(Stored data entries)

──────────────────────────────

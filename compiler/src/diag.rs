// diag.rs — Unified diagnostics model
//
// Provides the shared diagnostic types used across all compiler phases.
//
// Preconditions: none (types only).
// Postconditions: none (types only).
// Failure modes: none.
// Side effects: none.

use std::fmt;

use crate::ast::Span;

// ── Diagnostic code ──────────────────────────────────────────────────────

/// A stable diagnostic code (e.g., `E0201`, `W0301`).
///
/// Codes are `&'static str` constants defined in the `codes` module.
/// Once assigned, a code must never be reassigned to a different semantic
/// meaning.
#[derive(Debug, Clone, Copy, PartialEq, Eq, Hash)]
pub struct DiagCode(pub &'static str);

impl fmt::Display for DiagCode {
    fn fmt(&self, f: &mut fmt::Formatter<'_>) -> fmt::Result {
        write!(f, "{}", self.0)
    }
}

/// The assigned code space: E01xx syntax, E02xx/W03xx lowering,
/// E03xx cost and partitioning, E06xx phase verification.
pub mod codes {
    use super::DiagCode;

    /// Reference to a signal never declared in the design.
    pub const E0201: DiagCode = DiagCode("E0201");
    /// Call to a routine never declared in the design.
    pub const E0202: DiagCode = DiagCode("E0202");
    /// Redeclaration of a signal, routine, or process name.
    pub const E0203: DiagCode = DiagCode("E0203");
    /// Call with the wrong number of arguments.
    pub const E0204: DiagCode = DiagCode("E0204");
    /// Element select applied to a scalar signal.
    pub const E0205: DiagCode = DiagCode("E0205");
    /// Malformed range select (zero width or bounds outside the signal).
    pub const E0206: DiagCode = DiagCode("E0206");
    /// Whole-array use where an element is required.
    pub const E0207: DiagCode = DiagCode("E0207");
    /// Routine call cycle; bodies must inline into call sites.
    pub const E0208: DiagCode = DiagCode("E0208");

    /// Value width differs from the width of its assignment or argument
    /// context.
    pub const W0301: DiagCode = DiagCode("W0301");

    /// Lane count outside the supported range.
    pub const E0301: DiagCode = DiagCode("E0301");
    /// Cost estimation hit an invariant fault (overlapping queries,
    /// nested trigger, stray routine body).
    pub const E0302: DiagCode = DiagCode("E0302");

    /// Partition verification failed.
    pub const E0601: DiagCode = DiagCode("E0601");
}

// ── Severity level ───────────────────────────────────────────────────────

#[derive(Debug, Clone, Copy, PartialEq, Eq)]
pub enum DiagLevel {
    Error,
    Warning,
}

// ── Related span ─────────────────────────────────────────────────────────

/// A secondary source location providing context for a diagnostic.
#[derive(Debug, Clone)]
pub struct RelatedSpan {
    pub span: Span,
    pub label: String,
}

// ── Diagnostic ───────────────────────────────────────────────────────────

/// A compiler diagnostic emitted by any phase.
#[derive(Debug, Clone)]
pub struct Diagnostic {
    pub code: Option<DiagCode>,
    pub level: DiagLevel,
    pub span: Span,
    pub message: String,
    pub hint: Option<String>,
    pub related_spans: Vec<RelatedSpan>,
}

impl Diagnostic {
    /// Create a new diagnostic with no code, hint, or related spans.
    pub fn new(level: DiagLevel, span: Span, message: impl Into<String>) -> Self {
        Self {
            code: None,
            level,
            span,
            message: message.into(),
            hint: None,
            related_spans: Vec::new(),
        }
    }

    /// Attach a stable diagnostic code.
    pub fn with_code(mut self, code: DiagCode) -> Self {
        self.code = Some(code);
        self
    }

    /// Attach a remediation hint.
    pub fn with_hint(mut self, hint: impl Into<String>) -> Self {
        self.hint = Some(hint.into());
        self
    }

    /// Attach a related span.
    pub fn with_related(mut self, span: Span, label: impl Into<String>) -> Self {
        self.related_spans.push(RelatedSpan {
            span,
            label: label.into(),
        });
        self
    }
}

impl fmt::Display for Diagnostic {
    fn fmt(&self, f: &mut fmt::Formatter<'_>) -> fmt::Result {
        let level = match self.level {
            DiagLevel::Error => "error",
            DiagLevel::Warning => "warning",
        };
        if let Some(code) = &self.code {
            write!(f, "{}[{}]: {}", level, code, self.message)?;
        } else {
            write!(f, "{}: {}", level, self.message)?;
        }
        if let Some(hint) = &self.hint {
            write!(f, "\n  hint: {}", hint)?;
        }
        Ok(())
    }
}
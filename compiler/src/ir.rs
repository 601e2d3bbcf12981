// ir.rs — Simulation IR: the lowered process tree
//
// One arena `Tree` per design holds every process, routine body, and
// expression as `Node`s addressed by `NodeId`. The cost passes walk this
// tree read-only; only the lowering pass ever builds or reshapes it.

use std::fmt;

pub use crate::ast::{BinaryOp, BranchHint, EdgeKind, Span, UnaryOp};

// ── Ids ─────────────────────────────────────────────────────────────────────

/// Index of a node in the design's `Tree` arena.
#[derive(Debug, Clone, Copy, PartialEq, Eq, Hash, PartialOrd, Ord)]
pub struct NodeId(pub u32);

impl fmt::Display for NodeId {
    fn fmt(&self, f: &mut fmt::Formatter<'_>) -> fmt::Result {
        write!(f, "n{}", self.0)
    }
}

#[derive(Debug, Clone, Copy, PartialEq, Eq, Hash, PartialOrd, Ord)]
pub struct SignalId(pub u32);

#[derive(Debug, Clone, Copy, PartialEq, Eq, Hash, PartialOrd, Ord)]
pub struct FuncId(pub u32);

#[derive(Debug, Clone, Copy, PartialEq, Eq, Hash, PartialOrd, Ord)]
pub struct ProcId(pub u32);

// ── Sensitivity ─────────────────────────────────────────────────────────────

/// One entry of a trigger's sensitivity list, with the watched signal
/// resolved to its id.
#[derive(Debug, Clone, Copy, PartialEq, Eq)]
pub struct Sense {
    pub edge: EdgeKind,
    pub signal: SignalId,
}

// ── Nodes ───────────────────────────────────────────────────────────────────

/// Node payload. Child references are `NodeId`s into the owning `Tree`;
/// statement sequences are ordered `Vec`s.
#[derive(Debug, Clone, PartialEq)]
pub enum NodeKind {
    /// Integer literal.
    Const { value: u64 },
    /// Read of a declared signal. `name` is retained for diagnostics output.
    SignalRef { signal: SignalId, name: String },
    Unop { op: UnaryOp, operand: NodeId },
    Binop { op: BinaryOp, lhs: NodeId, rhs: NodeId },
    /// Element read `base[index]`. The base is deliberately not a cost child.
    IndexSel { base: NodeId, index: NodeId },
    /// Bit slice `base[lsb +: width]`. Offset and width are cost children,
    /// the sliced source is not.
    RangeSel { base: NodeId, lsb: NodeId, width: NodeId },
    /// Bit concatenation `{a, b, ...}`, widths summed.
    Concat { parts: Vec<NodeId> },
    /// Ternary `cond ? then : else`.
    CondExpr {
        cond: NodeId,
        then_expr: NodeId,
        else_expr: NodeId,
        hint: BranchHint,
    },
    /// `lhs = rhs` (blocking) or `lhs <= rhs` (delayed).
    Assign {
        lhs: NodeId,
        rhs: NodeId,
        delayed: bool,
    },
    Block { stmts: Vec<NodeId> },
    If {
        cond: NodeId,
        then_stmts: Vec<NodeId>,
        else_stmts: Vec<NodeId>,
        hint: BranchHint,
    },
    /// Suspension point: control may not resume deterministically past here
    /// within one activation.
    Await { expr: NodeId },
    /// Parallel block; each branch is a statement (usually a `Block`).
    Fork { branches: Vec<NodeId> },
    /// Call of a routine; `func` links to the callee's `FuncDef` node.
    Call {
        func: NodeId,
        callee: FuncId,
        name: String,
        args: Vec<NodeId>,
    },
    /// Routine body. Reached through `Call::func` links, never by sequence.
    FuncDef {
        func: FuncId,
        name: String,
        stmts: Vec<NodeId>,
    },
    /// Scheduling trigger: activation root of one process.
    Trigger {
        proc: ProcId,
        name: String,
        senses: Vec<Sense>,
        stmts: Vec<NodeId>,
    },
}

#[derive(Debug, Clone, PartialEq)]
pub struct Node {
    pub id: NodeId,
    pub kind: NodeKind,
    /// Result width in bits; 0 for kinds with no natural width.
    pub width: u32,
    pub span: Span,
}

// ── Tree arena ──────────────────────────────────────────────────────────────

/// Arena of IR nodes. Built once by lowering, then read-only.
#[derive(Debug, Clone, Default)]
pub struct Tree {
    nodes: Vec<Node>,
}

impl Tree {
    pub fn new() -> Self {
        Self { nodes: Vec::new() }
    }

    /// Append a node and return its id.
    pub fn add(&mut self, kind: NodeKind, width: u32, span: Span) -> NodeId {
        let id = NodeId(self.nodes.len() as u32);
        self.nodes.push(Node {
            id,
            kind,
            width,
            span,
        });
        id
    }

    /// Replace a node's payload in place. Lowering pre-allocates routine
    /// definition nodes so call sites can link forward, then fills the
    /// bodies through this.
    pub(crate) fn patch(&mut self, id: NodeId, kind: NodeKind) {
        self.nodes[id.0 as usize].kind = kind;
    }

    pub fn node(&self, id: NodeId) -> &Node {
        &self.nodes[id.0 as usize]
    }

    pub fn kind(&self, id: NodeId) -> &NodeKind {
        &self.nodes[id.0 as usize].kind
    }

    pub fn width(&self, id: NodeId) -> u32 {
        self.nodes[id.0 as usize].width
    }

    pub fn span(&self, id: NodeId) -> Span {
        self.nodes[id.0 as usize].span
    }

    pub fn len(&self) -> usize {
        self.nodes.len()
    }

    pub fn is_empty(&self) -> bool {
        self.nodes.is_empty()
    }

    pub fn nodes(&self) -> impl Iterator<Item = &Node> {
        self.nodes.iter()
    }

    /// Short one-line description of a node for dumps and diagnostics.
    pub fn display_node(&self, id: NodeId) -> NodeDisplay<'_> {
        NodeDisplay { tree: self, id }
    }
}

/// Render helper returned by [`Tree::display_node`].
pub struct NodeDisplay<'a> {
    tree: &'a Tree,
    id: NodeId,
}

impl fmt::Display for NodeDisplay<'_> {
    fn fmt(&self, f: &mut fmt::Formatter<'_>) -> fmt::Result {
        let node = self.tree.node(self.id);
        match &node.kind {
            NodeKind::Const { value } => write!(f, "const {value}")?,
            NodeKind::SignalRef { name, .. } => write!(f, "sig {name}")?,
            NodeKind::Unop { op, .. } => write!(f, "unop {op}")?,
            NodeKind::Binop { op, .. } => write!(f, "binop {op}")?,
            NodeKind::IndexSel { .. } => write!(f, "indexsel")?,
            NodeKind::RangeSel { .. } => write!(f, "rangesel")?,
            NodeKind::Concat { .. } => write!(f, "concat")?,
            NodeKind::CondExpr { .. } => write!(f, "condexpr")?,
            NodeKind::Assign { delayed: true, .. } => write!(f, "assigndly")?,
            NodeKind::Assign { delayed: false, .. } => write!(f, "assign")?,
            NodeKind::Block { .. } => write!(f, "block")?,
            NodeKind::If { .. } => write!(f, "if")?,
            NodeKind::Await { .. } => write!(f, "await")?,
            NodeKind::Fork { .. } => write!(f, "fork")?,
            NodeKind::Call { name, .. } => write!(f, "call {name}")?,
            NodeKind::FuncDef { name, .. } => write!(f, "func {name}")?,
            NodeKind::Trigger { name, .. } => write!(f, "trigger {name}")?,
        }
        if node.width > 0 {
            write!(f, " w{}", node.width)?;
        }
        write!(f, " {}", node.id)
    }
}

// ── Design ──────────────────────────────────────────────────────────────────

/// A declared signal. `depth` is `Some(n)` for array signals.
#[derive(Debug, Clone, PartialEq)]
pub struct Signal {
    pub id: SignalId,
    pub name: String,
    pub width: u32,
    pub depth: Option<u32>,
    pub span: Span,
}

/// A routine: name, parameters (name, width), and its `FuncDef` node.
#[derive(Debug, Clone, PartialEq)]
pub struct Func {
    pub id: FuncId,
    pub name: String,
    pub params: Vec<(String, u32)>,
    pub def: NodeId,
    pub span: Span,
}

/// A triggered process and its `Trigger` root node.
#[derive(Debug, Clone, PartialEq)]
pub struct Process {
    pub id: ProcId,
    pub name: String,
    pub trigger: NodeId,
    pub span: Span,
}

/// The lowered design: one tree plus the symbol tables that index into it.
#[derive(Debug, Clone, Default)]
pub struct Design {
    pub tree: Tree,
    pub signals: Vec<Signal>,
    pub funcs: Vec<Func>,
    pub processes: Vec<Process>,
}

impl Design {
    pub fn signal(&self, id: SignalId) -> &Signal {
        &self.signals[id.0 as usize]
    }

    pub fn func(&self, id: FuncId) -> &Func {
        &self.funcs[id.0 as usize]
    }

    pub fn process(&self, id: ProcId) -> &Process {
        &self.processes[id.0 as usize]
    }
}

// ── Tests ──
// report.rs — Cost report assembly and rendering
//
// Builds the outward-facing artifacts of a cost run: a serializable report
// with source provenance, per-process cost breakdowns and the lane plan,
// the human text rendering, and the colon-indented per-process cost trees.
//
// Preconditions: `design` is a lowered `ir::Design` and `plan` was built
//                from it by the partitioner.
// Postconditions: pure functions of their inputs; the same source and
//                 design always produce byte-identical artifacts.
// Failure modes: `render_cost_trees` propagates estimator faults.
// Side effects: none.

use std::fmt::Write as _;

use serde::Serialize;
use sha2::{Digest, Sha256};

use crate::cost::{estimate, CostError, CostMarks};
use crate::cost_model::CostModel;
use crate::ir::{Design, NodeId, NodeKind};
use crate::partition::PartitionPlan;

// ── Report structure ────────────────────────────────────────────────────────

/// Everything `--emit json` serializes, and the source for the text
/// renderer.
#[derive(Debug, Clone, Serialize)]
pub struct Report {
    /// Crate version, for tooling that parses saved reports.
    pub compiler_version: &'static str,
    /// SHA-256 of the raw source text, as 64 hex characters.
    pub source_hash: String,
    /// Summed cost of every work unit.
    pub total_cost: u64,
    pub processes: Vec<ProcessCost>,
    pub plan: PlanSummary,
}

/// One process with its unit breakdown.
#[derive(Debug, Clone, Serialize)]
pub struct ProcessCost {
    pub name: String,
    /// Summed cost of this process's units.
    pub cost: u64,
    pub units: Vec<UnitCost>,
}

/// One work unit as placed by the partitioner.
#[derive(Debug, Clone, Serialize)]
pub struct UnitCost {
    pub label: String,
    /// Numeric id of the unit's root node.
    pub node: u32,
    pub cost: u32,
    pub lane: usize,
}

#[derive(Debug, Clone, Serialize)]
pub struct PlanSummary {
    pub lanes: Vec<LaneSummary>,
}

#[derive(Debug, Clone, Serialize)]
pub struct LaneSummary {
    pub total: u64,
    /// Labels of the lane's units, heaviest first.
    pub units: Vec<String>,
}

// ── Assembly ────────────────────────────────────────────────────────────────

/// Assemble the report for a partitioned design.
pub fn build_report(source: &str, design: &Design, plan: &PartitionPlan) -> Report {
    // Invert the plan: which lane holds each unit.
    let mut lane_of = vec![0usize; plan.units.len()];
    for (lane, l) in plan.lanes.iter().enumerate() {
        for &u in &l.units {
            lane_of[u] = lane;
        }
    }

    let mut processes = Vec::with_capacity(design.processes.len());
    for process in &design.processes {
        let mut units = Vec::new();
        let mut cost: u64 = 0;
        for (i, unit) in plan.units.iter().enumerate() {
            if unit.process != process.id {
                continue;
            }
            cost += u64::from(unit.cost);
            units.push(UnitCost {
                label: unit.label.clone(),
                node: unit.root.0,
                cost: unit.cost,
                lane: lane_of[i],
            });
        }
        processes.push(ProcessCost {
            name: process.name.clone(),
            cost,
            units,
        });
    }

    let lanes = plan
        .lanes
        .iter()
        .map(|l| LaneSummary {
            total: l.total,
            units: l.units.iter().map(|&u| plan.units[u].label.clone()).collect(),
        })
        .collect();

    Report {
        compiler_version: env!("CARGO_PKG_VERSION"),
        source_hash: sha256_hex(source),
        total_cost: plan.units.iter().map(|u| u64::from(u.cost)).sum(),
        processes,
        plan: PlanSummary { lanes },
    }
}

/// SHA-256 of `source` as a lowercase hex string.
fn sha256_hex(source: &str) -> String {
    let digest = Sha256::digest(source.as_bytes());
    let mut s = String::with_capacity(64);
    for b in digest {
        let _ = write!(s, "{:02x}", b);
    }
    s
}

// ── Text rendering ──────────────────────────────────────────────────────────

/// Render the human-readable report.
pub fn render_text(report: &Report) -> String {
    let mut out = String::new();
    let _ = writeln!(
        out,
        "cost report: {} process(es), {} lane(s)",
        report.processes.len(),
        report.plan.lanes.len()
    );
    let _ = writeln!(out, "  compiler: vcc {}", report.compiler_version);
    let _ = writeln!(out, "  source sha256: {}", report.source_hash);
    let _ = writeln!(out, "  total cost: {}", report.total_cost);

    for process in &report.processes {
        let _ = writeln!(out);
        let _ = writeln!(out, "  process {} (cost {}):", process.name, process.cost);
        for unit in &process.units {
            let _ = writeln!(
                out,
                "    {}: cost {} (lane {}, n{})",
                unit.label, unit.cost, unit.lane, unit.node
            );
        }
    }

    let _ = writeln!(out);
    let _ = writeln!(out, "  lane totals:");
    for (i, lane) in report.plan.lanes.iter().enumerate() {
        let _ = writeln!(
            out,
            "    lane {}: {} ({} unit(s))",
            i,
            lane.total,
            lane.units.len()
        );
    }
    out
}

// ── Cost trees ──────────────────────────────────────────────────────────────

/// Render the colon-indented cost tree of every process, or of the single
/// process named by `only`. Each top-level statement is a separate dumping
/// query, so the trees sit side by side at depth one.
pub fn render_cost_trees(
    design: &Design,
    model: &CostModel,
    only: Option<&str>,
) -> Result<String, CostError> {
    let tree = &design.tree;
    let mut marks = CostMarks::for_tree(tree);
    let mut out = String::new();

    for process in &design.processes {
        if let Some(name) = only {
            if process.name != name {
                continue;
            }
        }
        let _ = writeln!(out, "process {}:", process.name);
        estimate(tree, model, &mut marks, process.trigger, false, Some(&mut out))?;
        for &stmt in trigger_stmts(design, process.trigger) {
            estimate(tree, model, &mut marks, stmt, false, Some(&mut out))?;
        }
    }
    Ok(out)
}

fn trigger_stmts(design: &Design, trigger: NodeId) -> &[NodeId] {
    match design.tree.kind(trigger) {
        NodeKind::Trigger { stmts, .. } => stmts,
        _ => &[],
    }
}

// ── Tests ───────────────────────────────────────────────────────────────────

#[cfg(test)]
mod tests {
    use super::*;
    use crate::diag::DiagLevel;
    use crate::partition;

    const TWO_PROCESSES: &str = "signal clk: bit;\n\
        signal a: bit<64>;\n\
        signal b: bit<64>;\n\
        signal y: bit<64>;\n\
        signal c: bit;\n\
        signal d: bit;\n\
        process heavy on posedge(clk) {\n\
          y = a / b;\n\
        }\n\
        process light on posedge(clk) {\n\
          c = d;\n\
        }";

    fn lowered(source: &str) -> Design {
        let parse_result = crate::parser::parse(source);
        assert!(
            parse_result.errors.is_empty(),
            "parse errors: {:?}",
            parse_result.errors
        );
        let design_ast = parse_result.design.expect("parse failed");
        let lower_result = crate::lower::lower(&design_ast);
        assert!(
            lower_result
                .diagnostics
                .iter()
                .all(|d| d.level != DiagLevel::Error),
            "lower errors: {:#?}",
            lower_result.diagnostics
        );
        lower_result.design.expect("lowering failed")
    }

    fn report_for(source: &str, lanes: usize) -> Report {
        let design = lowered(source);
        let result = partition::partition(&design, &CostModel::default(), lanes);
        let plan = result.plan.expect("expected a plan");
        build_report(source, &design, &plan)
    }

    // ── Assembly ────────────────────────────────────────────────────────

    #[test]
    fn report_groups_units_by_process() {
        let report = report_for(TWO_PROCESSES, 2);
        assert_eq!(report.processes.len(), 2);
        assert_eq!(report.processes[0].name, "heavy");
        assert_eq!(report.processes[0].units.len(), 2, "trigger plus one statement");
        assert_eq!(report.processes[1].name, "light");
    }

    #[test]
    fn process_costs_sum_to_total() {
        let report = report_for(TWO_PROCESSES, 2);
        let sum: u64 = report.processes.iter().map(|p| p.cost).sum();
        assert_eq!(sum, report.total_cost);
        let lane_sum: u64 = report.plan.lanes.iter().map(|l| l.total).sum();
        assert_eq!(lane_sum, report.total_cost);
    }

    #[test]
    fn unit_lanes_match_the_plan() {
        let design = lowered(TWO_PROCESSES);
        let result = partition::partition(&design, &CostModel::default(), 2);
        let plan = result.plan.expect("expected a plan");
        let report = build_report(TWO_PROCESSES, &design, &plan);

        for process in &report.processes {
            for unit in &process.units {
                let lane = &plan.lanes[unit.lane];
                assert!(
                    lane.units.iter().any(|&u| plan.units[u].label == unit.label),
                    "unit {} not on its reported lane",
                    unit.label
                );
            }
        }
    }

    #[test]
    fn source_hash_is_hex_and_input_sensitive() {
        let a = report_for(TWO_PROCESSES, 2);
        let b = report_for(TWO_PROCESSES, 2);
        assert_eq!(a.source_hash.len(), 64);
        assert!(a.source_hash.chars().all(|c| c.is_ascii_hexdigit()));
        assert_eq!(a.source_hash, b.source_hash);

        let other = report_for("signal clk: bit;\nsignal x: bit;\nprocess p on posedge(clk) {\n  x = 1;\n}", 2);
        assert_ne!(a.source_hash, other.source_hash);
    }

    #[test]
    fn version_comes_from_the_crate() {
        let report = report_for(TWO_PROCESSES, 1);
        assert_eq!(report.compiler_version, env!("CARGO_PKG_VERSION"));
    }

    // ── Renderers ───────────────────────────────────────────────────────

    #[test]
    fn text_report_lists_processes_and_lanes() {
        let report = report_for(TWO_PROCESSES, 2);
        let text = render_text(&report);
        assert!(text.starts_with("cost report: 2 process(es), 2 lane(s)"));
        assert!(text.contains("process heavy (cost "));
        assert!(text.contains("process light (cost "));
        assert!(text.contains("heavy#0: cost "));
        assert!(text.contains("lane 0: "));
        assert!(text.contains(&format!("total cost: {}", report.total_cost)));
    }

    #[test]
    fn json_serializes_all_sections() {
        let report = report_for(TWO_PROCESSES, 2);
        let value = serde_json::to_value(&report).expect("report serializes");
        assert_eq!(value["compiler_version"], env!("CARGO_PKG_VERSION"));
        assert_eq!(value["processes"].as_array().map(|a| a.len()), Some(2));
        assert_eq!(value["plan"]["lanes"].as_array().map(|a| a.len()), Some(2));
        assert!(value["source_hash"].as_str().is_some());
    }

    #[test]
    fn cost_trees_cover_every_process() {
        let design = lowered(TWO_PROCESSES);
        let out = render_cost_trees(&design, &CostModel::default(), None)
            .expect("dump succeeds");
        assert!(out.contains("process heavy:"));
        assert!(out.contains("process light:"));
        assert!(out.contains("  : cost "), "top-level entries sit at depth one");
    }

    #[test]
    fn cost_trees_filter_by_name() {
        let design = lowered(TWO_PROCESSES);
        let out = render_cost_trees(&design, &CostModel::default(), Some("light"))
            .expect("dump succeeds");
        assert!(out.contains("process light:"));
        assert!(!out.contains("process heavy:"));
    }

    #[test]
    fn cost_tree_shows_statement_breakdown() {
        let design = lowered(
            "signal clk: bit;\nsignal a: bit<8>;\nsignal b: bit<8>;\nprocess p on posedge(clk) {\n  a = b;\n}",
        );
        let out = render_cost_trees(&design, &CostModel::default(), None)
            .expect("dump succeeds");
        // Assign at depth one, its two signal operands at depth two.
        assert!(out.contains("  : cost "));
        assert!(out.contains("  :: cost "));
        assert!(out.contains("assign w8"));
        assert!(out.contains("sig b w8"));
    }
}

──────────────────────────────

Each line from the top of the data, up to and including the line that contains "number of arguments.", should be set down exactly.

*EXERCISE SOLUTION:*
filename compiler/src/diag.rs
// diag.rs — Unified diagnostics model
//
// Provides the shared diagnostic types used across all compiler phases.
//
// Preconditions: none (types only).
// Postconditions: none (types only).
// Failure modes: none.
// Side effects: none.

use std::fmt;

use crate::ast::Span;

// ── Diagnostic code ──────────────────────────────────────────────────────

/// A stable diagnostic code (e.g., `E0201`, `W0301`).
///
/// Codes are `&'static str` constants defined in the `codes` module.
/// Once assigned, a code must never be reassigned to a different semantic
/// meaning.
#[derive(Debug, Clone, Copy, PartialEq, Eq, Hash)]
pub struct DiagCode(pub &'static str);

impl fmt::Display for DiagCode {
    fn fmt(&self, f: &mut fmt::Formatter<'_>) -> fmt::Result {
        write!(f, "{}", self.0)
    }
}

/// The assigned code space: E01xx syntax, E02xx/W03xx lowering,
/// E03xx cost and partitioning, E06xx phase verification.
pub mod codes {
    use super::DiagCode;

    /// Reference to a signal never declared in the design.
    pub const E0201: DiagCode = DiagCode("E0201");
    /// Call to a routine never declared in the design.
    pub const E0202: DiagCode = DiagCode("E0202");
    /// Redeclaration of a signal, routine, or process name.
    pub const E0203: DiagCode = DiagCode("E0203");
    /// Call with the wrong number of arguments.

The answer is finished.